● TASK INPUT

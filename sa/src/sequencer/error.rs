//! Sequencer errors

use thiserror::Error;
use workthread::WorkerError;

use crate::collab::DisplayError;
use crate::registry::SequenceError;

/// Why startup returned false
#[derive(Debug, Error)]
pub enum StartupError {
    #[error("another instance is already running (PID: {pid})")]
    AlreadyRunning { pid: u32 },

    #[error("failed to claim instance lock: {0}")]
    InstanceLock(String),

    #[error("failed to create display: {0}")]
    Display(#[from] DisplayError),

    #[error(transparent)]
    Sequence(#[from] SequenceError),

    #[error("failed to go live: {0}")]
    GoLive(#[from] WorkerError),

    #[error("sequencer is {0}, startup needs a fresh sequencer")]
    WrongPhase(&'static str),
}
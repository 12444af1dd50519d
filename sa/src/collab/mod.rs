//! Collaborator subsystems
//!
//! Stand-ins for the stores and engines the sequencer brings up. Each exposes
//! the construct / load / close contract the registry drives.

pub mod airspace;
pub mod device;
pub mod display;
pub mod gauge;
pub mod glide;
pub mod logger;
pub mod map_view;
pub mod persist;
pub mod store;
pub mod task;

pub use airspace::AirspaceWarnings;
pub use device::{DeviceLink, Simulator};
pub use display::{DisplayError, DisplaySurface, Frame, HeadlessDisplay, TerminalDisplay, create_display};
pub use gauge::{GaugeReading, VarioGauge};
pub use glide::GlideComputer;
pub use logger::{Fix, FlightLogger};
pub use map_view::{MapView, PopulatedStores};
pub use store::{DataStore, StoreKind, StoreState};
pub use task::{TaskManager, TaskMode, Waypoint};
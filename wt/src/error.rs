//! Worker errors

use thiserror::Error;

use crate::worker::WorkerState;

/// Errors from worker lifecycle operations
#[derive(Debug, Error)]
pub enum WorkerError {
    #[error("Worker {name} cannot {op} while {state:?}")]
    InvalidState {
        name: String,
        op: &'static str,
        state: WorkerState,
    },

    #[error("Worker {name} must be stopped before join")]
    NotStopped { name: String },

    #[error("Failed to spawn thread for worker {name}: {source}")]
    Spawn {
        name: String,
        #[source]
        source: std::io::Error,
    },

    #[error("Worker {name} panicked")]
    Panicked { name: String },
}

impl WorkerError {
    /// Name of the worker the error refers to
    pub fn worker_name(&self) -> &str {
        match self {
            Self::InvalidState { name, .. }
            | Self::NotStopped { name }
            | Self::Spawn { name, .. }
            | Self::Panicked { name } => name,
        }
    }
}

● TASK PROMPT
Scan the data above and copy every line with "source" in it.

● RESPONSE AREA
    #[error("Failed to spawn thread for worker {name}: {source}")]
        #[source]
        source: std::io::Error,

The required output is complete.